**** Record extracts

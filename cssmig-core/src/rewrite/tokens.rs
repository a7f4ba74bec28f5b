//! Non-interactive design-token rewrite across files.

use std::fs;
use std::path::{Path, PathBuf};

use serde::Serialize;
use similar::TextDiff;

use super::backup::{write_with_backup, WriteOutcome};
use super::engine::RewriteOptions;
use crate::error::{CssmigResult, IoResultExt};
use crate::scan::read_source;
use crate::tokens::TokenMapping;

#[derive(Debug, Clone, Default, Serialize)]
pub struct TokenRewriteSummary {
    /// Files rewritten (or, in a dry run, that would be).
    pub updated: Vec<PathBuf>,
    pub unchanged: usize,
    pub unreadable: Vec<PathBuf>,
}

fn is_stylesheet(path: &Path) -> bool {
    path.extension()
        .and_then(|e| e.to_str())
        .is_some_and(|e| e.eq_ignore_ascii_case("css"))
}

/// Unified diff of one token rewrite, labelled with the file name.
pub fn token_diff(path: &Path, before: &str, after: &str) -> String {
    let name = path.display();
    TextDiff::from_lines(before, after)
        .unified_diff()
        .header(&format!("{} (original)", name), &format!("{} (updated)", name))
        .to_string()
}

/// Apply `mapping` to every file, in sorted order. With `show_diff`, each
/// change is printed as a unified diff instead of a one-line notice.
pub fn rewrite_token_files(
    files: &[PathBuf],
    mapping: &TokenMapping,
    options: &RewriteOptions,
    show_diff: bool,
) -> CssmigResult<TokenRewriteSummary> {
    let mut sorted = files.to_vec();
    sorted.sort();
    sorted.dedup();

    let mut summary = TokenRewriteSummary::default();
    for path in &sorted {
        let text = match read_source(path) {
            Ok(text) => text,
            Err(e) => {
                tracing::warn!(file = %path.display(), error = %e, "Skipping unreadable file");
                summary.unreadable.push(path.clone());
                continue;
            }
        };

        let Some(updated) = mapping.apply(&text, is_stylesheet(path))? else {
            summary.unchanged += 1;
            continue;
        };

        if show_diff {
            println!("\nDiff for {}:", path.display());
            print!("{}", token_diff(path, &text, &updated));
        }

        if options.dry_run {
            println!("[DRY-RUN] Would update tokens in: {}", path.display());
            summary.updated.push(path.clone());
            continue;
        }

        match write_with_backup(path, text.as_bytes(), &updated, options.backup_suffix())? {
            WriteOutcome::Written { .. } => {
                if !show_diff {
                    println!("[REWRITE] Updated tokens in: {}", path.display());
                }
                summary.updated.push(path.clone());
            }
            WriteOutcome::RefusedSymlink => summary.unchanged += 1,
        }
    }

    tracing::info!(
        updated = summary.updated.len(),
        unchanged = summary.unchanged,
        unreadable = summary.unreadable.len(),
        "Token rewrite finished"
    );
    Ok(summary)
}

/// Copy a replacement token sheet to `dest`, creating parent directories.
///
/// Does nothing under `analyze_only`. An existing `dest` is backed up first
/// when backups are on. Returns whether `dest` was (or, in a dry run, would
/// be) written.
pub fn install_token_sheet(
    source: &Path,
    dest: &Path,
    analyze_only: bool,
    options: &RewriteOptions,
) -> CssmigResult<bool> {
    if analyze_only {
        return Ok(false);
    }
    let sheet = read_source(source)?;

    if options.dry_run {
        println!(
            "[DRY-RUN] Would copy {} to {}",
            source.display(),
            dest.display()
        );
        return Ok(true);
    }

    if let Some(parent) = dest.parent().filter(|p| !p.as_os_str().is_empty()) {
        fs::create_dir_all(parent).with_path(parent)?;
    }

    let written = if dest.exists() {
        let previous = fs::read(dest).with_path(dest)?;
        matches!(
            write_with_backup(dest, &previous, &sheet, options.backup_suffix())?,
            WriteOutcome::Written { .. }
        )
    } else {
        fs::write(dest, &sheet).with_path(dest)?;
        true
    };

    if written {
        println!("Copied {} to {}", source.display(), dest.display());
        tracing::info!(source = %source.display(), dest = %dest.display(), "Token sheet installed");
    }
    Ok(written)
}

********

Find the lines in the data that include "info", then copy each of them.

Exercise answer:
    tracing::info!(
        tracing::info!(source = %source.display(), dest = %dest.display(), "Token sheet installed");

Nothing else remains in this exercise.